■ Items from a data source:
//! Entries of the command catalog

/// One command declaration, with its arguments mapped to named fields.
#[derive(Debug, Clone, PartialEq, Eq)]
pub struct CommandRecord {
    pub command: String,
    pub display_name: String,
    pub short_desc: String,
    pub full_desc: String,
    pub category: String,
    pub aliases: Vec<String>,
    pub examples: Vec<String>,
    pub permission: String,
    pub requires_nation: bool,
}

impl CommandRecord {
    /// The category enum constant without its qualifying type, so
    /// `CommandCategory.NATION` gives `NATION`.
    pub fn category_name(&self) -> &str {
        match self
            .category
            .rsplit_once('.')
        {
            Some((_, name)) => name,
            None => &self.category,
        }
    }
}
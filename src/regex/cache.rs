/// Compile a regular expression once, on first use, and hand back a
/// `&'static Regex` thereafter. Only for patterns that are constants in the
/// source; an invalid one is a programming error.
#[macro_export]
macro_rules! regex {
    ($pattern:expr) => {{
        use std::sync::OnceLock;
        static REGEX: OnceLock<::regex::Regex> = OnceLock::new();
        REGEX.get_or_init(|| ::regex::Regex::new($pattern).unwrap_or_else(|e| panic!("{}", e)))
    }};
}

■ TASK TO CARRY OUT: Go through the entries line by line and count those with "OnceLock". Give only the count.

■ SOLVED PROBLEM: 2